• [The task] Where does the string "ScanMode" appear? Copy every line of the entries below that holds it.

• [Information shown]
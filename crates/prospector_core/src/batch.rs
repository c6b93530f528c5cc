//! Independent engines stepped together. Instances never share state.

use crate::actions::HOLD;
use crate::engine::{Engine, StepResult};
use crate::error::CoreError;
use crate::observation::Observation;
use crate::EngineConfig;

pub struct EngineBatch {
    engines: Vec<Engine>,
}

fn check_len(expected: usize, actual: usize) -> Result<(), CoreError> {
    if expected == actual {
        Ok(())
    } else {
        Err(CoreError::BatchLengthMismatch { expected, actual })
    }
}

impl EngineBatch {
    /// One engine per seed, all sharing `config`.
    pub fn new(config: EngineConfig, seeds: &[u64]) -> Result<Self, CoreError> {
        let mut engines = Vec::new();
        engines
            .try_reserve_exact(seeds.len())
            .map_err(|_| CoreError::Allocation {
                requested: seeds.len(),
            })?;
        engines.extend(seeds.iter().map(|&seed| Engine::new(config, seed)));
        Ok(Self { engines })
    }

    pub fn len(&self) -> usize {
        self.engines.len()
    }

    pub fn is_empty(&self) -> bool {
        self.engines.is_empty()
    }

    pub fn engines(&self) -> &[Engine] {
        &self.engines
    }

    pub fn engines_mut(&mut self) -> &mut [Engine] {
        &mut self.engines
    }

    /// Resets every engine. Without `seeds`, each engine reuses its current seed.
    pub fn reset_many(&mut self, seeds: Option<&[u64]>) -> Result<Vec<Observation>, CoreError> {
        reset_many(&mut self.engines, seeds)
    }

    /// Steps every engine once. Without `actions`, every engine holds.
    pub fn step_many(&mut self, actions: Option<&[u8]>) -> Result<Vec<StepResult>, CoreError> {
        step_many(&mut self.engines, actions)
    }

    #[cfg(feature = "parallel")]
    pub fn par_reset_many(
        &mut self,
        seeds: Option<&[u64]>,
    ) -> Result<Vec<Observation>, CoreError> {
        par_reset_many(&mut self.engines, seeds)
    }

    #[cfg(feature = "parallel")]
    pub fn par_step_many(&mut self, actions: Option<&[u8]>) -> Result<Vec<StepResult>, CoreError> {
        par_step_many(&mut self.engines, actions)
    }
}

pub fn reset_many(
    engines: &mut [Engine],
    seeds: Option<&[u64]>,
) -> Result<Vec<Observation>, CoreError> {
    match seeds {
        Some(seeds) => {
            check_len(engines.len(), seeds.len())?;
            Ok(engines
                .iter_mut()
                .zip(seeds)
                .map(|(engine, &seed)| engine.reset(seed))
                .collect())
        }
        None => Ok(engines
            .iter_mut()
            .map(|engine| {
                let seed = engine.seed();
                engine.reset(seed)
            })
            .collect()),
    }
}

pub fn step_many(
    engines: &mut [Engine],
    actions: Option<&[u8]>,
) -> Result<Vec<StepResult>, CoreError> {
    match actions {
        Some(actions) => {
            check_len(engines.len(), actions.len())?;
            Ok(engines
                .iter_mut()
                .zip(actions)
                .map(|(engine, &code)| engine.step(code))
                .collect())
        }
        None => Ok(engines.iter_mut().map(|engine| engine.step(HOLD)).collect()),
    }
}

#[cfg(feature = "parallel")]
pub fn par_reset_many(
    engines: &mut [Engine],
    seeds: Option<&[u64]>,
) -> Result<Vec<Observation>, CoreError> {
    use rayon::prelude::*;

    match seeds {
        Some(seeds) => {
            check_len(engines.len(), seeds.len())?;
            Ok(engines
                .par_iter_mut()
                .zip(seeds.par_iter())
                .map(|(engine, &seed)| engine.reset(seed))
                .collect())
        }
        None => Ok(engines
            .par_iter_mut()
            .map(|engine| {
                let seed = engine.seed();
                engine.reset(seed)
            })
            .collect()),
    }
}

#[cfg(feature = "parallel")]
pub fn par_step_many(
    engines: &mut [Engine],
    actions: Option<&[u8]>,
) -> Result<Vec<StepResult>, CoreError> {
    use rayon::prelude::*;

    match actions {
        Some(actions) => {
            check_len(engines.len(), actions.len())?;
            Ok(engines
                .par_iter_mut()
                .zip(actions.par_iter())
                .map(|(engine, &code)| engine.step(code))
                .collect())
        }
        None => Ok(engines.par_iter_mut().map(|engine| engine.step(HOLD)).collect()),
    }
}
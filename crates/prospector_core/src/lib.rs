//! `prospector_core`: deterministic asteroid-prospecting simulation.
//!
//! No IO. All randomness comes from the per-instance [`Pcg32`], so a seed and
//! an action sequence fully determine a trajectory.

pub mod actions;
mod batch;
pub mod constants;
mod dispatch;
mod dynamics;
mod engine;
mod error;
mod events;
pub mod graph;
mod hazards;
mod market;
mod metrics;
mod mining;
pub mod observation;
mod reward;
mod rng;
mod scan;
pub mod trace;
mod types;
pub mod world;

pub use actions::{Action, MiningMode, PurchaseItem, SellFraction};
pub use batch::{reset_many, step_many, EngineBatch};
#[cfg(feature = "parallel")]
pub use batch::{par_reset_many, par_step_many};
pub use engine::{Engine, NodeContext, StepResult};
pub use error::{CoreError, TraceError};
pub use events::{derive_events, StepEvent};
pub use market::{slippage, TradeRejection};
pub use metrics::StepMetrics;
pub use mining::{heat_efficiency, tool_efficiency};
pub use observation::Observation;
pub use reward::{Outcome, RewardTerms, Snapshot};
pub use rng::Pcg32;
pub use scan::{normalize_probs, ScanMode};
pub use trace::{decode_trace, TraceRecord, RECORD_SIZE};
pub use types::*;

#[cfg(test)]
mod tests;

...

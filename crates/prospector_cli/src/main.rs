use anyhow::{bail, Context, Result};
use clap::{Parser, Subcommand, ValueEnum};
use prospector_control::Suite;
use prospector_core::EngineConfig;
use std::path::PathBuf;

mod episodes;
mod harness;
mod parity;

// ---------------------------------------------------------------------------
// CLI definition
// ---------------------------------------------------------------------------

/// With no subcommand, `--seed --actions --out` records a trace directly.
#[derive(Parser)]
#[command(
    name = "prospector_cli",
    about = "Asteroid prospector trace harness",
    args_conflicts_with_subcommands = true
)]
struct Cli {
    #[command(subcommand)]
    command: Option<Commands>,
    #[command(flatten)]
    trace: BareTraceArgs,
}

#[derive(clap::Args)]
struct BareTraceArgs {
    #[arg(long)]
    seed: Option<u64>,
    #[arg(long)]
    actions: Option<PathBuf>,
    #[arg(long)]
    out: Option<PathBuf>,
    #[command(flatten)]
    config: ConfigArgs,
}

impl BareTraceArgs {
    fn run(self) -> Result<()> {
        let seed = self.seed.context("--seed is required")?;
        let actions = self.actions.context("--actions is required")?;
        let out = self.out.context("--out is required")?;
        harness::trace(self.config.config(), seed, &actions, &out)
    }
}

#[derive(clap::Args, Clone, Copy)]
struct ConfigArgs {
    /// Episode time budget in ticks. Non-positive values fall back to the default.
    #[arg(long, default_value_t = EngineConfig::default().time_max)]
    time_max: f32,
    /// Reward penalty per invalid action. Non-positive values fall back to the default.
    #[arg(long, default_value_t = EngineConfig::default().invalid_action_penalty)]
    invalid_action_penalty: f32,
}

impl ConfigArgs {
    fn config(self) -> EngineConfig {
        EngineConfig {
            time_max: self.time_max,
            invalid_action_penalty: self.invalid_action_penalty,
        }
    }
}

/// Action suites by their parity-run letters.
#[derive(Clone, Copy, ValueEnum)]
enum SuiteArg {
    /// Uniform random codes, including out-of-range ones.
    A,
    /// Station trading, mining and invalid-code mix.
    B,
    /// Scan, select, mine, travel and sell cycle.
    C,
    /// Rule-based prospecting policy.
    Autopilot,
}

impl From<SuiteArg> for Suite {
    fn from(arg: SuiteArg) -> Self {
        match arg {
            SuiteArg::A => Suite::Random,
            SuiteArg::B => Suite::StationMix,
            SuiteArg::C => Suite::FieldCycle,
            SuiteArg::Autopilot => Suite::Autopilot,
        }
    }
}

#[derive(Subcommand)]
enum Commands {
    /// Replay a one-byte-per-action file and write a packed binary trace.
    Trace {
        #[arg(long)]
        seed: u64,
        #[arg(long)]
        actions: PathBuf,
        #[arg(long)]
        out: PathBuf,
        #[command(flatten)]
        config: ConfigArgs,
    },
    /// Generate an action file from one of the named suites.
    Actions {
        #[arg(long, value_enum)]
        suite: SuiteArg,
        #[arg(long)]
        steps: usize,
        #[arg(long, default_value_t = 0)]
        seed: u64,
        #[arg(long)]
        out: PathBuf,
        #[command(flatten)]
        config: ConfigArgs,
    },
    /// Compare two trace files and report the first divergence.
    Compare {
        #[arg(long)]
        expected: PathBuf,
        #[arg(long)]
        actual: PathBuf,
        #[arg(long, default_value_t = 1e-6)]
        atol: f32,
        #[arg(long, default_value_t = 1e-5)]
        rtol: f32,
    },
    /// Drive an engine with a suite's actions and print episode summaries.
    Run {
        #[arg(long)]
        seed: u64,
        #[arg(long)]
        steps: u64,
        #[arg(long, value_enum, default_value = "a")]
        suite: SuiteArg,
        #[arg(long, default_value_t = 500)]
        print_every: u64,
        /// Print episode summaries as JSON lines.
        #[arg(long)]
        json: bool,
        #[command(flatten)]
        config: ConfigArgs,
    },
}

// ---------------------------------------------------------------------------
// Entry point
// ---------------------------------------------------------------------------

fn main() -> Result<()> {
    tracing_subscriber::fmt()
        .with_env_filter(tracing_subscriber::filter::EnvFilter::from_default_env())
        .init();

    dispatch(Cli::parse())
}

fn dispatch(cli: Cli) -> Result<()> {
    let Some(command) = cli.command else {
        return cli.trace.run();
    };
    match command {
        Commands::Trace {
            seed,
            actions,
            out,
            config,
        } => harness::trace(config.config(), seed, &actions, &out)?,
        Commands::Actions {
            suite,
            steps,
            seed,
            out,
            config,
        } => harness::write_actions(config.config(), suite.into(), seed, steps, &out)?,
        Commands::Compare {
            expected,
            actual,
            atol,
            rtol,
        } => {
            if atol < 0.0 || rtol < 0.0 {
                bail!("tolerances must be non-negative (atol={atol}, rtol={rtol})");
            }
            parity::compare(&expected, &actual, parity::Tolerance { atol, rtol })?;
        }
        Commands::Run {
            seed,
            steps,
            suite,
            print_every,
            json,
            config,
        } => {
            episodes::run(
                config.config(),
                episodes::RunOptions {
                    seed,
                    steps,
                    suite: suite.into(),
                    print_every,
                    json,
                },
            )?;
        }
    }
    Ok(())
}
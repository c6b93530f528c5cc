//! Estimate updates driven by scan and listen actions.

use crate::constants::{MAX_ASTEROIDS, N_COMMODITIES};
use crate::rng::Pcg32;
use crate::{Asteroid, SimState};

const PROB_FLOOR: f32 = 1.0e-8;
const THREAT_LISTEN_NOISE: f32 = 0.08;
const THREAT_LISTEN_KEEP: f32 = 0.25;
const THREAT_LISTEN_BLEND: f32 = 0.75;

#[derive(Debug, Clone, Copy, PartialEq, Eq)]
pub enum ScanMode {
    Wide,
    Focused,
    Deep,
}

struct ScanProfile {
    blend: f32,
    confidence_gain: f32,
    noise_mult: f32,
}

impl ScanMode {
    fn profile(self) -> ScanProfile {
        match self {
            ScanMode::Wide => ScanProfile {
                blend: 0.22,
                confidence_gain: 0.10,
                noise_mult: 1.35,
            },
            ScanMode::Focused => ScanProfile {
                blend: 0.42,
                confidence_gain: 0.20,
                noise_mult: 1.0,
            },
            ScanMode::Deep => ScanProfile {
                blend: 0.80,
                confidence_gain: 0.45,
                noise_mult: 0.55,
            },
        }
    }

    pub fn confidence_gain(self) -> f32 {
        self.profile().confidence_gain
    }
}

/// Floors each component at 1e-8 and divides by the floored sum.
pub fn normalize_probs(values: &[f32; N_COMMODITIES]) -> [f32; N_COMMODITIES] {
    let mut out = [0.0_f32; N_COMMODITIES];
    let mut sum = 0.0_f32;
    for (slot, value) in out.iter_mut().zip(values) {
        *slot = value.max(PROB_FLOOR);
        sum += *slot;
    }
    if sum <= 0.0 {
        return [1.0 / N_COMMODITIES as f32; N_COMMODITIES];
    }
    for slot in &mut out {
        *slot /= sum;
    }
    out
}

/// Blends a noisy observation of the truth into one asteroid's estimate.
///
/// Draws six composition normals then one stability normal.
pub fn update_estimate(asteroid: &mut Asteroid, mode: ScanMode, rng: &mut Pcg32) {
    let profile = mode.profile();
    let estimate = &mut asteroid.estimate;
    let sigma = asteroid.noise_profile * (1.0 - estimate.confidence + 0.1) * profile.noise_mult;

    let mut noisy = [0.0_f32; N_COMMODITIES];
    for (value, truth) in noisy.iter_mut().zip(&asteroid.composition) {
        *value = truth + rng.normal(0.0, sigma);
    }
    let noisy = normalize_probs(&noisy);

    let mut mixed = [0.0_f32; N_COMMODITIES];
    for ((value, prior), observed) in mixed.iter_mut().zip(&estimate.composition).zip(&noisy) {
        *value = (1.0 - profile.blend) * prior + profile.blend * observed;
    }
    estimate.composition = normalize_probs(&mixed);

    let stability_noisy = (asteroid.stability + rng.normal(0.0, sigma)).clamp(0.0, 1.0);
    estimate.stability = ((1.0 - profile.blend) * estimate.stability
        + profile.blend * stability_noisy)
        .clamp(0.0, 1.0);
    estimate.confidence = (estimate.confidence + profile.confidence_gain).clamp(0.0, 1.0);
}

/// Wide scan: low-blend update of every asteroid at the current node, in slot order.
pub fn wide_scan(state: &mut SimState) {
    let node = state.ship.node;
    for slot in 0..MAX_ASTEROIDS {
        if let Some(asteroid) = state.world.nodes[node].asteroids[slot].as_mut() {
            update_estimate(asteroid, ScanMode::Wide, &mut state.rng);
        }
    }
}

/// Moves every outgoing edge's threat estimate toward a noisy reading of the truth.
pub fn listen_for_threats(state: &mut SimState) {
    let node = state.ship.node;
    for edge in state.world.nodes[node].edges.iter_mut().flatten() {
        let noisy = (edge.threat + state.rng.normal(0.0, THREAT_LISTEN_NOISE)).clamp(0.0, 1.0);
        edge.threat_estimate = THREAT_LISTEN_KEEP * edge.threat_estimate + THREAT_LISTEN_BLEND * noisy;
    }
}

• [Response]
pub use scan::{normalize_probs, ScanMode};
pub enum ScanMode {
impl ScanMode {
            ScanMode::Wide => ScanProfile {
            ScanMode::Focused => ScanProfile {
            ScanMode::Deep => ScanProfile {
pub fn update_estimate(asteroid: &mut Asteroid, mode: ScanMode, rng: &mut Pcg32) {
            update_estimate(asteroid, ScanMode::Wide, &mut state.rng);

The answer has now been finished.